Sarah Perry is a ribbonfarm contributing editor and the author of Every Cradle is a Grave. She also blogs at The View from Hell.
Her primary interests are in the area of ritual and social behavior. Follow her on Twitter

Comments

  1. Hmm, I’m not sure I buy this at all. To model curiosity in terms of loneliness, pettiness, ignorance, and overconfidence seems to entirely miss its essence, which I think is fundamentally not social at all, let alone understandable in terms of social virtues.

    Loneliness and pettiness are essentially social motivations. Ignorance and overconfidence the way you’ve modeled them, are also social (though they need not be; a solitary person on a desert island can be both without reference to other humans, but cannot be petty without another person present or l0nely without another person in mind). This feels a bit like a communitarian trying to legibilize and lay claim to one of the few aspects of the human condition that is arguably primarily individual and only occasionally communal. To treat it as essentially a social process is to miss much of it.

    You’re projecting fundamentally social motives/attitudes (pettiness, loneliness, shame) into a phenomenon that’s broader and what I’d call presocial and primarily (and I’d argue, usually only) a part of private experience that is not in the sharing zone.

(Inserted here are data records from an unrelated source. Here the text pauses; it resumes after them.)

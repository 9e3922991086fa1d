//! The set of header names that never cross the relay.

use serde::{Deserialize, Serialize};

/// Default blocklist: the fetch standard's forbidden header names, minus
/// `cookie`, `cookie2`, `origin`, `referer` and `user-agent`, which are
/// forwarded to keep session and identity context.
///
/// See <https://fetch.spec.whatwg.org/#forbidden-header-name>.
pub const DEFAULT_BLOCKLIST: &[&str] = &[
    "accept-charset",
    "accept-encoding",
    "access-control-request-headers",
    "access-control-request-method",
    "connection",
    "content-length",
    "content-encoding",
    "date",
    "dnt",
    "expect",
    "host",
    "keep-alive",
    "te",
    "trailer",
    "transfer-encoding",
    "upgrade",
    "via",
];

/// Ordered, de-duplicated set of lowercase header names.
///
/// Built once at startup and shared read-only (usually behind an `Arc`).
#[derive(Debug, Clone, PartialEq, Eq, Deserialize, Serialize)]
#[serde(from = "Vec<String>", into = "Vec<String>")]
pub struct HeaderBlocklist {
    names: Vec<String>,
}

impl HeaderBlocklist {
    /// Build a blocklist from arbitrary names.
    /// Names are lowercased; later duplicates are dropped.
    pub fn new<I, S>(names: I) -> Self
    where
        I: IntoIterator<Item = S>,
        S: AsRef<str>,
    {
        let mut normalized: Vec<String> = Vec::new();
        for name in names {
            let name = name.as_ref().trim().to_ascii_lowercase();
            if name.is_empty() || normalized.contains(&name) {
                continue;
            }
            normalized.push(name);
        }
        Self { names: normalized }
    }

    /// A blocklist that lets every header through.
    pub fn empty() -> Self {
        Self { names: Vec::new() }
    }

    /// Returns true if `name` is blocked (case-insensitive).
    pub fn contains(&self, name: &str) -> bool {
        self.names.iter().any(|blocked| blocked.eq_ignore_ascii_case(name))
    }

    /// Blocked names in their configured order.
    pub fn names(&self) -> impl Iterator<Item = &str> {
        self.names.iter().map(String::as_str)
    }

    pub fn len(&self) -> usize {
        self.names.len()
    }

    pub fn is_empty(&self) -> bool {
        self.names.is_empty()
    }
}

impl Default for HeaderBlocklist {
    fn default() -> Self {
        Self::new(DEFAULT_BLOCKLIST)
    }
}

impl From<Vec<String>> for HeaderBlocklist {
    fn from(names: Vec<String>) -> Self {
        Self::new(names)
    }
}

impl From<HeaderBlocklist> for Vec<String> {
    fn from(blocklist: HeaderBlocklist) -> Self {
        blocklist.names
    }
}

#[cfg(test)]
mod tests {
    use super::*;

    #[test]
    fn test_default_blocks_hop_by_hop() {
        let blocklist = HeaderBlocklist::default();
        for name in ["host", "via", "connection", "transfer-encoding", "content-length"] {
            assert!(blocklist.contains(name), "{name} should be blocked");
        }
        assert_eq!(blocklist.len(), DEFAULT_BLOCKLIST.len());
    }

    #[test]
    fn test_default_retains_identity_headers() {
        let blocklist = HeaderBlocklist::default();
        for name in ["cookie", "cookie2", "origin", "referer", "user-agent"] {
            assert!(!blocklist.contains(name), "{name} must be forwarded");
        }
    }

    #[test]
    fn test_contains_is_case_insensitive() {
        let blocklist = HeaderBlocklist::default();
        assert!(blocklist.contains("Host"));
        assert!(blocklist.contains("TRANSFER-ENCODING"));
        assert!(!blocklist.contains("Cookie"));
    }

    #[test]
    fn test_new_normalizes_and_dedups() {
        let blocklist = HeaderBlocklist::new(["X-Secret", "x-secret", " Via ", "", "host"]);
        let names: Vec<&str> = blocklist.names().collect();
        assert_eq!(names, vec!["x-secret", "via", "host"]);
    }

    #[test]
    fn test_deserialize_from_list() {
        #[derive(Deserialize)]
        struct Wrapper {
            blocklist: HeaderBlocklist,
        }

        let parsed: Wrapper = toml::from_str(r#"blocklist = ["Authorization", "host"]"#).unwrap();
        assert!(parsed.blocklist.contains("authorization"));
        assert!(parsed.blocklist.contains("host"));
        assert!(!parsed.blocklist.contains("via"));
    }
}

    You can only label a concern petty or trivial if it has already been evaluated and socialized and the group (or your internalized superego of it) has a preliminary sense of its importance. The sine qua non of curiosity is attention devoted to things that have not yet been determined to be either trivial or profound, petty or grand. Things we can briefly enjoy on our own before the damn mob finds it and ruins it by valuing it and making meaning-sausage from it.

    It is revealing that you think curiosity “is seen as a cute and cuddly emotion” (I don’t see it as such, and many share my view that it’s a dangerous and subversive badass emotion and that people who think otherwise are living a sheltered life). You’re begging the question there. “Is seen as” in passive voice implies a collective perspective. Well of course you’ll find that it’s about your four virtues that mitigate cute-and-cuddly if you start there with a view of curiosity from those (highly social types) who don’t have much of it.

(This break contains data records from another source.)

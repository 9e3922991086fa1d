//! Observability subsystem.
//!
//! # Data Flow
//! ```text
//! All subsystems produce:
//!     → tracing events with structured fields
//!     → logging.rs (filter + formatter, installed once in main)
//! ```
//!
//! # Design Decisions
//! - `RUST_LOG` wins over the configured level
//! - Request ID (x-request-id) is attached to every handler log line

pub mod logging;

pub use logging::{build_filter, init_logging};
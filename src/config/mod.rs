//! Configuration management subsystem.
//!
//! # Data Flow
//! ```text
//! config file (TOML)
//!     → loader.rs (parse & deserialize)
//!     → validation.rs (semantic checks)
//!     → RelayConfig (validated, immutable)
//!     → HttpServer builds the shared HeaderBlocklist from it
//! ```
//!
//! # Design Decisions
//! - Config is immutable once loaded
//! - All fields have defaults to allow minimal configs
//! - Validation separates syntactic (serde) from semantic checks

pub mod loader;
pub mod schema;
pub mod validation;

pub use loader::{load_config, parse_config, ConfigError};
pub use schema::RelayConfig;
pub use schema::{ErrorsConfig, HeadersConfig, ListenerConfig, LogFormat, ObservabilityConfig};
pub use schema::{TimeoutConfig, UpstreamConfig};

    It’s like starting with the astrologer’s theory that the stars completely determine our destinies and investigating stars with a view to proving them wrong. Sure you may find that the stars do NOT determine our fates by empirical tests, but that doesn’t mean stars are primarily about human fates.

    Curiousity that has a social epistemic context, like wondering what an uncool TV show is about, and watching it as a guilty pleasure, and not telling your cool friends…that might have those 4-virtues characteristics. Or curiosity about what a hated outgroup’s food tastes like. But I don’t see any such social aspects to most curiosity.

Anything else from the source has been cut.